■ **AIM OF THE EXERCISE**
While reading through the material below, copy each line that holds the word "LemmaExtracted".

■ **DATA IN THIS EXERCISE**
-------------------------

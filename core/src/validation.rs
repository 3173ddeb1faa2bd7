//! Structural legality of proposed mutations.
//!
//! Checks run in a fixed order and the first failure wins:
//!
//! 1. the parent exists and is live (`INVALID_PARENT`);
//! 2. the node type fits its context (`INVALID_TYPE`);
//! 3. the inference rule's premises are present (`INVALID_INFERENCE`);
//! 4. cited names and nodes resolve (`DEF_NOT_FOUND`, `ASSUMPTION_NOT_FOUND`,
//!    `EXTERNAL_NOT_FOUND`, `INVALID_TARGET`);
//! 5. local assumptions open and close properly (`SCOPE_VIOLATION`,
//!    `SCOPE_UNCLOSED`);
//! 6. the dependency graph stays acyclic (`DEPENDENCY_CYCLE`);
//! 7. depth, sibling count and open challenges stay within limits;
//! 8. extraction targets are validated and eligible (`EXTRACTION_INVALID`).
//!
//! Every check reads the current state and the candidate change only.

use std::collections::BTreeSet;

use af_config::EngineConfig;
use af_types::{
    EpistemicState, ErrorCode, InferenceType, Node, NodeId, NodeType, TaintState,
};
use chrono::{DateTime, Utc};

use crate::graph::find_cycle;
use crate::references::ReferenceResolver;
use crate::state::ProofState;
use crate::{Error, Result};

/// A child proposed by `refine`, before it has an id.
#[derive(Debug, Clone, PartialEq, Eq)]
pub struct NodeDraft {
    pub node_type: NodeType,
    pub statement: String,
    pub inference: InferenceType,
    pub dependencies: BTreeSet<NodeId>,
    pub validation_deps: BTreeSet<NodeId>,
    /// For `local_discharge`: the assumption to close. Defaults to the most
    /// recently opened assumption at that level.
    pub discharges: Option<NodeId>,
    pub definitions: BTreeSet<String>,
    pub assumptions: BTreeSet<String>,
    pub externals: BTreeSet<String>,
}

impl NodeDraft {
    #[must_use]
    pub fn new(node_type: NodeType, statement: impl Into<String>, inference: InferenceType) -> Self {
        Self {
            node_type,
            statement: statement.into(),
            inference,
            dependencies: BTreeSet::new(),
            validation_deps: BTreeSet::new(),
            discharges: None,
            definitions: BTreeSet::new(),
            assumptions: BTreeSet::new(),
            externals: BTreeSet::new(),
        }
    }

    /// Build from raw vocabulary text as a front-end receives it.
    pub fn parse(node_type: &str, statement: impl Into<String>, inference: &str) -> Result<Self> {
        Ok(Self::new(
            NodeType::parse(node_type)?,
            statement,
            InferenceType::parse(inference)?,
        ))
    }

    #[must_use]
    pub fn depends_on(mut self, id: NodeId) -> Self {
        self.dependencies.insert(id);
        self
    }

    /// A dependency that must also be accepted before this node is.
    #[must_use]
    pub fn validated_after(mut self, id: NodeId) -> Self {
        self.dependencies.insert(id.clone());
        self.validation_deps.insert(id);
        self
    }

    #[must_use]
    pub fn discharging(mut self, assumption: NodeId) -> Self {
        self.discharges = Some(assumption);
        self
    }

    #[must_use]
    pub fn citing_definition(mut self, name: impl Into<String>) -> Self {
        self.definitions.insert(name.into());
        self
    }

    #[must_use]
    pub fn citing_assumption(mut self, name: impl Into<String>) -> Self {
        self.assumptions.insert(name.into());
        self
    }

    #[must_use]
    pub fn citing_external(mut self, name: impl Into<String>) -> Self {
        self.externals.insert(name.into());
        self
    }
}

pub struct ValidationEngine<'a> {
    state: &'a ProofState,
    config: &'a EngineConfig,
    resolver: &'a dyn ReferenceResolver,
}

-------------------------

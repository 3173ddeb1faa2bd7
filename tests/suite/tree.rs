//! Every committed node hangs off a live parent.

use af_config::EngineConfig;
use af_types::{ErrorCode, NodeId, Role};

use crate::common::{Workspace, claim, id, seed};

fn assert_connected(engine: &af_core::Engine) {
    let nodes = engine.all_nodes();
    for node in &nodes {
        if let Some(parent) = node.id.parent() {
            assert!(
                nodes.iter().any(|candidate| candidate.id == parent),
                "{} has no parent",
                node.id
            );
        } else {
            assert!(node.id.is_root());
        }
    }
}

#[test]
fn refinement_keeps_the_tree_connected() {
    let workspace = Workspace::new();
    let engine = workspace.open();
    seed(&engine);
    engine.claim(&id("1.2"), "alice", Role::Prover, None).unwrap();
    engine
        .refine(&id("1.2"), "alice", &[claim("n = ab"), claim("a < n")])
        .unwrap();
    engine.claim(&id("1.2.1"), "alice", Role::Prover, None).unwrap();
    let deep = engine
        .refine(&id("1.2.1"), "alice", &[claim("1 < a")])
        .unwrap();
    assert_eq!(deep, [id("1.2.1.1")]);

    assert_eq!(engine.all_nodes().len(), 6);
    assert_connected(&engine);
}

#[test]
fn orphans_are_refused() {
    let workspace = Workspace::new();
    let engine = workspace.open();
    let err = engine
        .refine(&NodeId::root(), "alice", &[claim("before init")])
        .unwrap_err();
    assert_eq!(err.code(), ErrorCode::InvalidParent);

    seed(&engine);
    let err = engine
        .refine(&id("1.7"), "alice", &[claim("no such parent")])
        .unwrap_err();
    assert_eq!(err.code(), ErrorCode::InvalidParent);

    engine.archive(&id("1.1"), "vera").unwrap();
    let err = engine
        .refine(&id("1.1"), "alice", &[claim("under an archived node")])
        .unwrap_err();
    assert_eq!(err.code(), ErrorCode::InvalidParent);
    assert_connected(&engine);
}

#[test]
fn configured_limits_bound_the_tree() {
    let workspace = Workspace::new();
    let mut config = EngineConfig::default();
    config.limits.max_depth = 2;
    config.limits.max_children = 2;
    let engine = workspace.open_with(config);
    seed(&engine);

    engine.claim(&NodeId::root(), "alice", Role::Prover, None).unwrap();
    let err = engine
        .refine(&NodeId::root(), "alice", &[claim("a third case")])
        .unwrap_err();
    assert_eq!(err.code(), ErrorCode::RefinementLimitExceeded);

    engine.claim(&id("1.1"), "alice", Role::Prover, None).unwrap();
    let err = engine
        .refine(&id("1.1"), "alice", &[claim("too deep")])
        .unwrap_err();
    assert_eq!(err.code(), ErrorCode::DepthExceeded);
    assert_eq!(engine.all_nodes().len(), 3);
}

-------------------------

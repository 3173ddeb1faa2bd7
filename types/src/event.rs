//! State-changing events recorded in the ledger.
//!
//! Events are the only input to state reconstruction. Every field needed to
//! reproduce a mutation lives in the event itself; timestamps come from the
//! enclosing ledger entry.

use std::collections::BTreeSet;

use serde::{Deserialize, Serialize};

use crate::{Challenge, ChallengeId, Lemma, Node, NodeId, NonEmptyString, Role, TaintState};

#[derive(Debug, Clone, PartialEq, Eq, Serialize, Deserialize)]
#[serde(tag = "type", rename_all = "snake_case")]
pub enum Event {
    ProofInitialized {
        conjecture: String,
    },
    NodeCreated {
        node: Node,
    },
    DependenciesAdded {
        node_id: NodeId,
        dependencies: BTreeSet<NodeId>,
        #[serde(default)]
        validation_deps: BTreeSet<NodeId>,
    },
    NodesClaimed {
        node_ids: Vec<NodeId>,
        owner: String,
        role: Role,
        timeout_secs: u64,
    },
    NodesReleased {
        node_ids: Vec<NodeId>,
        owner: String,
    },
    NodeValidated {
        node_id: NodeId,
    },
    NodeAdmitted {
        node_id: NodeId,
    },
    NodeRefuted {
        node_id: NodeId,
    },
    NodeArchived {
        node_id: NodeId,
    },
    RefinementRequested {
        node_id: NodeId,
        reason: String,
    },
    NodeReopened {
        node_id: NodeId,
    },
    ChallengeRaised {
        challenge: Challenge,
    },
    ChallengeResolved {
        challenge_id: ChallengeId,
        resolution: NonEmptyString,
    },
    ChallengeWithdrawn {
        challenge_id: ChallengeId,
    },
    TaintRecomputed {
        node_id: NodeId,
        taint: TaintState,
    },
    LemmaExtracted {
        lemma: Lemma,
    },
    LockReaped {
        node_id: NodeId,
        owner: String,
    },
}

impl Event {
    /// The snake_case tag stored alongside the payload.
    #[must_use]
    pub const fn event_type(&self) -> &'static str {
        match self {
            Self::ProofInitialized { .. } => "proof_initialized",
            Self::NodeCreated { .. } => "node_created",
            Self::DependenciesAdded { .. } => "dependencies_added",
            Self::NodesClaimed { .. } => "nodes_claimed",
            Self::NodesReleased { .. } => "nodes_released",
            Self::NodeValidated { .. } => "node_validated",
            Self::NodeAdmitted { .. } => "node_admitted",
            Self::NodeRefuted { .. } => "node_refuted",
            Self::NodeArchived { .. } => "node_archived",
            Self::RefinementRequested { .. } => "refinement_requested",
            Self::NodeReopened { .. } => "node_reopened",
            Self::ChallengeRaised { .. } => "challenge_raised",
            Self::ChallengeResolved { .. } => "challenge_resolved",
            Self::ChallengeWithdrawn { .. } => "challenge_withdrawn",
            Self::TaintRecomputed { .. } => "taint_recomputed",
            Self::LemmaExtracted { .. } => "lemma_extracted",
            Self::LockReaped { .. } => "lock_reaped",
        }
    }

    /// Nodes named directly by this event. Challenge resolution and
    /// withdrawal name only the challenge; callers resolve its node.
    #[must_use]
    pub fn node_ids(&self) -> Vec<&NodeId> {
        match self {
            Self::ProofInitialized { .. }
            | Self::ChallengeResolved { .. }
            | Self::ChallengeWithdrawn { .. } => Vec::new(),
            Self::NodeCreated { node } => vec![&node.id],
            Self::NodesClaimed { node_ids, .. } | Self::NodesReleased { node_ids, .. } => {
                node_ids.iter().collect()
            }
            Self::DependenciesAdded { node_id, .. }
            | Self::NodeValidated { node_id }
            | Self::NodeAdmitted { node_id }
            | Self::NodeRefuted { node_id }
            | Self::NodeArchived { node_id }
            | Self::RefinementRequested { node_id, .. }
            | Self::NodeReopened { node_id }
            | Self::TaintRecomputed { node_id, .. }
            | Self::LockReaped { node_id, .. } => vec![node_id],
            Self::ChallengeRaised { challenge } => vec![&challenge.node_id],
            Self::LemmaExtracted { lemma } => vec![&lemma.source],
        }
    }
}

-------------------------

■ **SOLUTION TO THE PROBLEM**
    LemmaExtracted {
            Self::LemmaExtracted { .. } => "lemma_extracted",
            Self::LemmaExtracted { lemma } => vec![&lemma.source],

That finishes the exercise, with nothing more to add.